» **Instructions for the task**:
Read the lines of the data below and retrieve those with "ConfigFlow".

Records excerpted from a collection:

== Segment start ==

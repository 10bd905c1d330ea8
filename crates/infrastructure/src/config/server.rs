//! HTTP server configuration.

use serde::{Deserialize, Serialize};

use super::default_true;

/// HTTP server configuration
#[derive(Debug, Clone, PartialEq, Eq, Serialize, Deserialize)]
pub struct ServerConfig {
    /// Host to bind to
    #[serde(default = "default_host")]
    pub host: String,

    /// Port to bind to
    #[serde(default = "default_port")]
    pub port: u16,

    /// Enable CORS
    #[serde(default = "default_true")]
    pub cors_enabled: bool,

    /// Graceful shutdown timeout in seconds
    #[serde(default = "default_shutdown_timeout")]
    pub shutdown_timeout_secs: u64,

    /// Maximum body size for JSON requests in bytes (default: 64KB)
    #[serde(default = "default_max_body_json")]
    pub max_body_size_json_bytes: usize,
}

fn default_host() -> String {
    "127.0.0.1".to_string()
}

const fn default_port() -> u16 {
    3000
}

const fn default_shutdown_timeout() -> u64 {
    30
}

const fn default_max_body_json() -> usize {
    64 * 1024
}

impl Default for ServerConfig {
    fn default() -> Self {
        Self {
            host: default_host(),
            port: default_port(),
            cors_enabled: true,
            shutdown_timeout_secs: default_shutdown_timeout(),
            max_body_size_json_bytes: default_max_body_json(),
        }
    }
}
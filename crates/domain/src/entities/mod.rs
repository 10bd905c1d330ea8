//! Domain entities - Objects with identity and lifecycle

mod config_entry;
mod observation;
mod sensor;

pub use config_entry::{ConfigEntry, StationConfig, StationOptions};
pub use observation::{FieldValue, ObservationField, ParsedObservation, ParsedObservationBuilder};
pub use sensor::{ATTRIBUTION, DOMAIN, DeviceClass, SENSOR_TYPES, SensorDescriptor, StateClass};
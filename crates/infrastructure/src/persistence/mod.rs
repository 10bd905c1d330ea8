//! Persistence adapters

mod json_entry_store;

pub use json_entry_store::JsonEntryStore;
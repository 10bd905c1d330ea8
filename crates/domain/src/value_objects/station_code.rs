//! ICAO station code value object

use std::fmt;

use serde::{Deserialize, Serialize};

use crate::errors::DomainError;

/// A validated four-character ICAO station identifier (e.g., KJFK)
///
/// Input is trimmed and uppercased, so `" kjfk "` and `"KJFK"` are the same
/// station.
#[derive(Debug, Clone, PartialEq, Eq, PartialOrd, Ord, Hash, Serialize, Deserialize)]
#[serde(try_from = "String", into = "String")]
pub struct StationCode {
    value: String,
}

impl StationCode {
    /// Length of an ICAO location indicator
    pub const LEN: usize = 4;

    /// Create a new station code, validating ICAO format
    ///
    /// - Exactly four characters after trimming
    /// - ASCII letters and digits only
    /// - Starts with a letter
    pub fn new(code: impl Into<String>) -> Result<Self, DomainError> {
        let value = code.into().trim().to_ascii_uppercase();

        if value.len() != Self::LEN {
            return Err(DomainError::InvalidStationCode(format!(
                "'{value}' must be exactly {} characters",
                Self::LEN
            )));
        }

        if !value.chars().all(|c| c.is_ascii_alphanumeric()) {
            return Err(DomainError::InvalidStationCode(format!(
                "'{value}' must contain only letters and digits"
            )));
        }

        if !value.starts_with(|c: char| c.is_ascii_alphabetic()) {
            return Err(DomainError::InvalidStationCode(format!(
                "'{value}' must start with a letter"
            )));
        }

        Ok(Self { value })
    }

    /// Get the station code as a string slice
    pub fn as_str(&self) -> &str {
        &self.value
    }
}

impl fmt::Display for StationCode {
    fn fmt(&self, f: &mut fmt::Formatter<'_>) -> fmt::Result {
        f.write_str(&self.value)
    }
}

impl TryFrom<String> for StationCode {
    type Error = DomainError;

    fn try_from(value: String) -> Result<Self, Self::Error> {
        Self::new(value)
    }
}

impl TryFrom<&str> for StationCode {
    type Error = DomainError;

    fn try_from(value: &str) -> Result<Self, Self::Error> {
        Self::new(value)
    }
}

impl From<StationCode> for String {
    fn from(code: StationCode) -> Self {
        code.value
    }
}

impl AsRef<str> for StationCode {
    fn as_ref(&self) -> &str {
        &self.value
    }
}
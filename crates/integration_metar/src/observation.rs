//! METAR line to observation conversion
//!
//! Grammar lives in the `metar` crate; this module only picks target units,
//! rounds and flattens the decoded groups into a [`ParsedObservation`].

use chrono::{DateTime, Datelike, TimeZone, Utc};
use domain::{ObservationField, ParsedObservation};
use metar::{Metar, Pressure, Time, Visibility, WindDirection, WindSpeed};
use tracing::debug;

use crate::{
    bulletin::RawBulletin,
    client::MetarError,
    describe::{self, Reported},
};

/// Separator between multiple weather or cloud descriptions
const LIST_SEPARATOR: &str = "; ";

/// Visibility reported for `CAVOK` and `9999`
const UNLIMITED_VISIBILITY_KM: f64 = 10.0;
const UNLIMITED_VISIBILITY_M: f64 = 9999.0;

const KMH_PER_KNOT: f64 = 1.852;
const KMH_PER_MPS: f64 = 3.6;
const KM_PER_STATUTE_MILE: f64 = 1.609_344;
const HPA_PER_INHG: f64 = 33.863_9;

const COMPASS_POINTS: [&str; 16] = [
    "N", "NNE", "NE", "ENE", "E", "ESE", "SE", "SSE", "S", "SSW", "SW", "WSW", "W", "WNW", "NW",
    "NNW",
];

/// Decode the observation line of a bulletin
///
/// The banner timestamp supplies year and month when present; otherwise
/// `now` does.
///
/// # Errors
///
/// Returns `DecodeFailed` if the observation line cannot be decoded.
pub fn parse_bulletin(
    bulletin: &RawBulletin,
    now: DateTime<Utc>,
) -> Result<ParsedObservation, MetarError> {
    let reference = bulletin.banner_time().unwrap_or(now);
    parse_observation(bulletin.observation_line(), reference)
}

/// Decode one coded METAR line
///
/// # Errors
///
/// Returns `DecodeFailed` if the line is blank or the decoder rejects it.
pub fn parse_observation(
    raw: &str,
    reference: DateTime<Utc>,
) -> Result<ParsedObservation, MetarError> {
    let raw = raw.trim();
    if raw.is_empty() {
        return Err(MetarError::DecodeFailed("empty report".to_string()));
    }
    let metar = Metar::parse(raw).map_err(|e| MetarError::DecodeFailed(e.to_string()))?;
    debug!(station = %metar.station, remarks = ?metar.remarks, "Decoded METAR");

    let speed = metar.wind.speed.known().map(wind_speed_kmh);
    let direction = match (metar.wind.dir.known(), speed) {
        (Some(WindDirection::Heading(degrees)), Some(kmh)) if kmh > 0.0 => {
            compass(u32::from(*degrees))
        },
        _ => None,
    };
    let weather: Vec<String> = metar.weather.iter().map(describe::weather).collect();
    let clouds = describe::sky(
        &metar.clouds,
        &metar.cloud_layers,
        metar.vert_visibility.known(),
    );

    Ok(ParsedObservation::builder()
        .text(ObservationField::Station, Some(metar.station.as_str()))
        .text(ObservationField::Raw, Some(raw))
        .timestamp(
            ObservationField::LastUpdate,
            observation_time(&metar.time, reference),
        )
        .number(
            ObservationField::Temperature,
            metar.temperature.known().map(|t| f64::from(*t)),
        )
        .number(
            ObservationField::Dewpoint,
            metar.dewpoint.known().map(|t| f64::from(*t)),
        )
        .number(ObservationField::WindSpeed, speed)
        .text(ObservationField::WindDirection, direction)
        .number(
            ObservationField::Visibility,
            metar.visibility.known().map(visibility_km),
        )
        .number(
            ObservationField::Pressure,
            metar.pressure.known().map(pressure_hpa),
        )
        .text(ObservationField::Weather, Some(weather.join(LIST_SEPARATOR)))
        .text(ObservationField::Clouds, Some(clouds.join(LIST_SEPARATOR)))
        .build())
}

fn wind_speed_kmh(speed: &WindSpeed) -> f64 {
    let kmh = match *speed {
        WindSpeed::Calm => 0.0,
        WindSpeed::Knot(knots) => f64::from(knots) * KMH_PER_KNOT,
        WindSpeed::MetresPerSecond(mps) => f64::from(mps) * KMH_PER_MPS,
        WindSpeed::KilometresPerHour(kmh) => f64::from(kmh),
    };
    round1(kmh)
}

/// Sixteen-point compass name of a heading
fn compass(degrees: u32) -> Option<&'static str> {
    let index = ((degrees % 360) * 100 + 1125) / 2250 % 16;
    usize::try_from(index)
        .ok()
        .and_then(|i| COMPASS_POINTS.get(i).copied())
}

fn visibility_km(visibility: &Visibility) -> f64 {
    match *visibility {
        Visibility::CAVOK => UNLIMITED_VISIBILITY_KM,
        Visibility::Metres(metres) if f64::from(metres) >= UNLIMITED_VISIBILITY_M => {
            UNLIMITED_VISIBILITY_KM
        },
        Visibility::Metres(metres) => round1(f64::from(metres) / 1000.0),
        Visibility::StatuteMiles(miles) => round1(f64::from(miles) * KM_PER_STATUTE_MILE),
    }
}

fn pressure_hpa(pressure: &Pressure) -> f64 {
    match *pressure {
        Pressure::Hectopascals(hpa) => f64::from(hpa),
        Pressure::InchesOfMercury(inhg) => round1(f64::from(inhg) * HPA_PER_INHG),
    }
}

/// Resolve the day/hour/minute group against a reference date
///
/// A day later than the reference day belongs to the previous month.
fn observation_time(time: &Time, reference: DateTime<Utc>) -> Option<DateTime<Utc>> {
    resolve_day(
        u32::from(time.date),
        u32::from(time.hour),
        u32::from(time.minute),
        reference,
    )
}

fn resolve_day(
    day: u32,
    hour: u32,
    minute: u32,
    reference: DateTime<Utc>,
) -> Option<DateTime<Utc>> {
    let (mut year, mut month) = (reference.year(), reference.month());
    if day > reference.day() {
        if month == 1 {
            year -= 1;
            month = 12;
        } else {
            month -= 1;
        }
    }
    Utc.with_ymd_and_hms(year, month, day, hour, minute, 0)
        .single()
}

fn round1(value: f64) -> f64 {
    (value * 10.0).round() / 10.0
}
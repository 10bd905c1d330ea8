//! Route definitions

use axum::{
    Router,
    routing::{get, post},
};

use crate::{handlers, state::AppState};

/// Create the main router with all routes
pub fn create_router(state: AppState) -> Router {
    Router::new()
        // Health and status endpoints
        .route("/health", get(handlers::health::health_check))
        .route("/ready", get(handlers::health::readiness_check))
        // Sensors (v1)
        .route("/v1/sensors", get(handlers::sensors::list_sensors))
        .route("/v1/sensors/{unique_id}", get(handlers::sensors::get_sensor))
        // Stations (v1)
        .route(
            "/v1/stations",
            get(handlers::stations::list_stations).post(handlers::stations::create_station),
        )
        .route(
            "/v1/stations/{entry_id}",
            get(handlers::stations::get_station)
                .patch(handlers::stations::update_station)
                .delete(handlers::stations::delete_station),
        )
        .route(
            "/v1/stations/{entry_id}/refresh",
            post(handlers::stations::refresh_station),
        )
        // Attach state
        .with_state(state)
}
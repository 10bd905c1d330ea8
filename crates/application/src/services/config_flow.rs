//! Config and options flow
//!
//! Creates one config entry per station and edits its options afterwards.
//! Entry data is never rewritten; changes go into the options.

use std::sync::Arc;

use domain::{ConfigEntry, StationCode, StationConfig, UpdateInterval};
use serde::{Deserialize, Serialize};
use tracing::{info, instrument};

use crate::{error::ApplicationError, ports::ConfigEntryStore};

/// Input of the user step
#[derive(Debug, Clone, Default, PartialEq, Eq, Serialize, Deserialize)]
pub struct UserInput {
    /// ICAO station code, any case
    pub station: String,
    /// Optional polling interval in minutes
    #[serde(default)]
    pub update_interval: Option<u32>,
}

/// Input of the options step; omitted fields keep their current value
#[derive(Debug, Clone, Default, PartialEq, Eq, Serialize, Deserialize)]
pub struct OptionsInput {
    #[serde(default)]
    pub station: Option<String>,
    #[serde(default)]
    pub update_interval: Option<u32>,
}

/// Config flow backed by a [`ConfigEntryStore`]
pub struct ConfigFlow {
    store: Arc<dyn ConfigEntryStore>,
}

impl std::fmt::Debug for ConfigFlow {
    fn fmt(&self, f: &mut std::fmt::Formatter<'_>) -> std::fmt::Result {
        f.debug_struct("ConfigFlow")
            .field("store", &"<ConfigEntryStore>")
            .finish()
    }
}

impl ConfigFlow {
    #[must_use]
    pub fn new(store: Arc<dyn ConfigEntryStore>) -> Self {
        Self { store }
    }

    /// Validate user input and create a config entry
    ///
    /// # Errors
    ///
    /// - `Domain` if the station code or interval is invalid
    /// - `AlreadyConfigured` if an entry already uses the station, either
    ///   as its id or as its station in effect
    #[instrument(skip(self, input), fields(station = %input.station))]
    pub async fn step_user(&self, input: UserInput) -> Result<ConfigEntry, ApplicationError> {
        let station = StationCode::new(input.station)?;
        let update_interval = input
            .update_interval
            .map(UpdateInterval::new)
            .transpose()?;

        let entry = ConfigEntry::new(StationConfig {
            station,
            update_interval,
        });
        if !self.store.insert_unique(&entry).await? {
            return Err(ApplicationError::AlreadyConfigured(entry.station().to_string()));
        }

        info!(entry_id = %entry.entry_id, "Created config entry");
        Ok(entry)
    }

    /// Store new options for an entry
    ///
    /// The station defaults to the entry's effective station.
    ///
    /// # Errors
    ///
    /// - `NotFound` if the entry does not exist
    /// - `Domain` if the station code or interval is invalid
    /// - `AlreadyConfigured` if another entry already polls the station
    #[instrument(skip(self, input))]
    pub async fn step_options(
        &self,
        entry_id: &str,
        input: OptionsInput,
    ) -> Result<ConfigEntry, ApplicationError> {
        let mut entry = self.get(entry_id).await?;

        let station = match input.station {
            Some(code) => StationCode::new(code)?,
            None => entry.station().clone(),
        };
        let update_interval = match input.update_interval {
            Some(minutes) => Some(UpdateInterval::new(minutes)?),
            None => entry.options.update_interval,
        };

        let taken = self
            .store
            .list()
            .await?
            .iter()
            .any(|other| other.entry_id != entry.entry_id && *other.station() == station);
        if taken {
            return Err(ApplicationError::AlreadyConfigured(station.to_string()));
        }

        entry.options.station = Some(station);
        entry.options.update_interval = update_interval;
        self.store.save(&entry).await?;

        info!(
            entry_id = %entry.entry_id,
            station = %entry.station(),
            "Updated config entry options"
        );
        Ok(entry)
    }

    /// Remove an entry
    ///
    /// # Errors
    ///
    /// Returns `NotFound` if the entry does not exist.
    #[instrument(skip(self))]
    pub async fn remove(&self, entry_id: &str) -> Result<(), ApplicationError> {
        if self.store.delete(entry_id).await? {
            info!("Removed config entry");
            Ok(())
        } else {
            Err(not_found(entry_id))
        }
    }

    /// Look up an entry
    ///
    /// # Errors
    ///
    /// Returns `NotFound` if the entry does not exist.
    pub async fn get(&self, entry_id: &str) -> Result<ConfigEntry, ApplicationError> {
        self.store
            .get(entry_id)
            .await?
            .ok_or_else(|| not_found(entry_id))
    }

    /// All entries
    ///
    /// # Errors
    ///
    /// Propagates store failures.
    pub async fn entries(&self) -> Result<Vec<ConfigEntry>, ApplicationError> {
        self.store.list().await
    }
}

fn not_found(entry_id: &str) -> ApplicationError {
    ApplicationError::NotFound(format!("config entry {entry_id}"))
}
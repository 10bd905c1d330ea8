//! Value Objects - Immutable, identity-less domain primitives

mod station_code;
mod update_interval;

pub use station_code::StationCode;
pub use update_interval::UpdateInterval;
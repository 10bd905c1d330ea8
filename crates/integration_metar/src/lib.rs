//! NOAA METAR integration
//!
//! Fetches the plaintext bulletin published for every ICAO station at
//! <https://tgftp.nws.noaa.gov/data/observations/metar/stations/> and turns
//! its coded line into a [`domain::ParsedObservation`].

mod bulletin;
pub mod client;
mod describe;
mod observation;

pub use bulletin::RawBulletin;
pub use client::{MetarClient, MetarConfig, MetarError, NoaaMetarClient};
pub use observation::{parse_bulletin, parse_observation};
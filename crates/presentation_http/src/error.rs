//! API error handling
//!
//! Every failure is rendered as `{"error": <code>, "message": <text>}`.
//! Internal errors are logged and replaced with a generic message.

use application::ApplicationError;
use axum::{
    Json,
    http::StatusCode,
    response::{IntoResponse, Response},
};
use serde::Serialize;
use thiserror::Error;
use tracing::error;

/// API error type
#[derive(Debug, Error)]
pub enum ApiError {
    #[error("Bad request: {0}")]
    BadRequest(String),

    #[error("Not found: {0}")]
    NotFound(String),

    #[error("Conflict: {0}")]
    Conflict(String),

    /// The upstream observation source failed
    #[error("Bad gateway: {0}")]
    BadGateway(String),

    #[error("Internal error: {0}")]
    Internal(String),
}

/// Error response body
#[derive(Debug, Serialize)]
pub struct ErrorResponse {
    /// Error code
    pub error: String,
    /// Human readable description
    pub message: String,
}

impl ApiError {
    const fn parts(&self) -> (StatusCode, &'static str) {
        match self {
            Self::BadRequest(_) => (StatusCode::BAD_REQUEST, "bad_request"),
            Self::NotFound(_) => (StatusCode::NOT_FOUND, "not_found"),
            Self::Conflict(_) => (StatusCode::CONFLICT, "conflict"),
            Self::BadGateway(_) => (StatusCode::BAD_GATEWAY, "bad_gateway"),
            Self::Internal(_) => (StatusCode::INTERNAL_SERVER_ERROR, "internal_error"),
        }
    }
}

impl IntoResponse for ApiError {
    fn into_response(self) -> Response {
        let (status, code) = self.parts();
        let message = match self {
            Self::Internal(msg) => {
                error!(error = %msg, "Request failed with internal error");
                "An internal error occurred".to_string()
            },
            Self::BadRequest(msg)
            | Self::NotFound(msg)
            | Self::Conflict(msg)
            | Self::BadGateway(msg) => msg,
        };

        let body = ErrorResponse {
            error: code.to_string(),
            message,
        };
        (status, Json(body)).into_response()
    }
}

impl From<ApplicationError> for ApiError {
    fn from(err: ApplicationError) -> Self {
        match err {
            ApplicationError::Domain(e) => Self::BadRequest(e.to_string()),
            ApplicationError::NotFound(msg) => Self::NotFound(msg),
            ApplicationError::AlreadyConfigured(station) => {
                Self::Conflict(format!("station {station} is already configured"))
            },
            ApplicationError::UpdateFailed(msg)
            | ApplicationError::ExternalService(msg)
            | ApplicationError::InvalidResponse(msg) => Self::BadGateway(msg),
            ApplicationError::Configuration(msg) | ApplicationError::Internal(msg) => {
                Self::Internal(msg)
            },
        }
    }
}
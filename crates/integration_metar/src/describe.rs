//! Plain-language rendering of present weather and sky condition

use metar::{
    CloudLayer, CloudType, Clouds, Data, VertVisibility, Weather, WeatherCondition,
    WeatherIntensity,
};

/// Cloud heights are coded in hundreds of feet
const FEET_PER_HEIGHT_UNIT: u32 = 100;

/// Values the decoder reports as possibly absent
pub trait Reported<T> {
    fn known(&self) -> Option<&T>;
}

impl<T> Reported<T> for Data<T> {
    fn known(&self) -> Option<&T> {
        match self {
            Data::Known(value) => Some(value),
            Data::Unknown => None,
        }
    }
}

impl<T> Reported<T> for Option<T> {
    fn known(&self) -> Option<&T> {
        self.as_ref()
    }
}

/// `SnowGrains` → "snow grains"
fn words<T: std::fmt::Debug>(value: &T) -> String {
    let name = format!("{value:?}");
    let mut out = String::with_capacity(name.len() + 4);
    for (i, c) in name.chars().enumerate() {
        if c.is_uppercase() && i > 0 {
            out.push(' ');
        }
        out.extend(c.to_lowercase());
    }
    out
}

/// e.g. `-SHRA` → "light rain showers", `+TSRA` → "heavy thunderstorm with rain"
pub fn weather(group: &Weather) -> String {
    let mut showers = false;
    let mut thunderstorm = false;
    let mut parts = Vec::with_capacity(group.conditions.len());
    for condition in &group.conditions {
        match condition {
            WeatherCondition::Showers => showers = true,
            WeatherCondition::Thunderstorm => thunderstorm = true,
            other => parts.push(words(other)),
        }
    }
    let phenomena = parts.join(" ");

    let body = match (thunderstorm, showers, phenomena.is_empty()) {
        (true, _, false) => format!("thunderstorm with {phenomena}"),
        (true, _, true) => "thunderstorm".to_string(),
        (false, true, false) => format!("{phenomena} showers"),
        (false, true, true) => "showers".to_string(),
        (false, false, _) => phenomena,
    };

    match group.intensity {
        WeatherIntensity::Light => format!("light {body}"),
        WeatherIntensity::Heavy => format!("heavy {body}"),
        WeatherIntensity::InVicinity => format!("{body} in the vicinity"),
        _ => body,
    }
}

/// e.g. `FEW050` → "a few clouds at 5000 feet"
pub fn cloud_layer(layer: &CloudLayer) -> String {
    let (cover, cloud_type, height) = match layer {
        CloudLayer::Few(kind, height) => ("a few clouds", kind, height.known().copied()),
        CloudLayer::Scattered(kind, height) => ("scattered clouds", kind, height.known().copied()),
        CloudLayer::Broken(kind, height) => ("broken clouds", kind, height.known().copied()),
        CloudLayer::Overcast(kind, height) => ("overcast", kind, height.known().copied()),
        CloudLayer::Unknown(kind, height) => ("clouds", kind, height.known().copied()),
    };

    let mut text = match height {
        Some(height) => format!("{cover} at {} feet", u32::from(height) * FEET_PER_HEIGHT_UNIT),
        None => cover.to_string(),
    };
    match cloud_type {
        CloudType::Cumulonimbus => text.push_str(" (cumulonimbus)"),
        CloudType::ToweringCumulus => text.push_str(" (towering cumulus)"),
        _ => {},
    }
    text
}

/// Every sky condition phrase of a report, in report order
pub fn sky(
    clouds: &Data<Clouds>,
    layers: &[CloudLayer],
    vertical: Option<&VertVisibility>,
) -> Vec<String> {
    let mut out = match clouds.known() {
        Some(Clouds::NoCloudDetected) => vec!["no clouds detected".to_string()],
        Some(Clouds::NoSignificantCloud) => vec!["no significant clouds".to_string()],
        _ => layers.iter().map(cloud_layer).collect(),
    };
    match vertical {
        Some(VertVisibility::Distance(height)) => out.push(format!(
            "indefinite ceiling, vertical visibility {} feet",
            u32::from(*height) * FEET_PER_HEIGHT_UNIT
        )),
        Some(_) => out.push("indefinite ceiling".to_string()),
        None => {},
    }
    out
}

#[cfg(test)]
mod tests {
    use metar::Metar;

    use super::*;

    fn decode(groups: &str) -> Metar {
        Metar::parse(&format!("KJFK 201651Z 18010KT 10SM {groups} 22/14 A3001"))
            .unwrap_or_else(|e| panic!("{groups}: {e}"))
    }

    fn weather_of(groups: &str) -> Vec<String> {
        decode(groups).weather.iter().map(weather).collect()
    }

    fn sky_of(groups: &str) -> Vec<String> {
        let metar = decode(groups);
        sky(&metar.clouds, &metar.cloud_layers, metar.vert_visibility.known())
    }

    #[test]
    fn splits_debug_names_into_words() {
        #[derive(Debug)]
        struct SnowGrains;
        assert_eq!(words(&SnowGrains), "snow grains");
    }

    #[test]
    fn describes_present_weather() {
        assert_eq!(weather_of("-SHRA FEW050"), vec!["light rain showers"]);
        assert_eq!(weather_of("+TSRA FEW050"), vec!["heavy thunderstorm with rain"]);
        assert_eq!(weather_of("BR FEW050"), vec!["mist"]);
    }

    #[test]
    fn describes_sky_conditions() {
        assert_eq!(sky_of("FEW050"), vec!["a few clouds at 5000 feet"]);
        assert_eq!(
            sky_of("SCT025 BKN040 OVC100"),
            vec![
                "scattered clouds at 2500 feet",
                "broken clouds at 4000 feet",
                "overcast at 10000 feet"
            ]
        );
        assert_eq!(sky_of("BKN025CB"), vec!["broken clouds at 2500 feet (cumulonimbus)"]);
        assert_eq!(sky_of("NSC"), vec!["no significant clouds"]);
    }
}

== Segment end ==

» **Written solution**:
pub struct ConfigFlow {
impl std::fmt::Debug for ConfigFlow {
        f.debug_struct("ConfigFlow")
impl ConfigFlow {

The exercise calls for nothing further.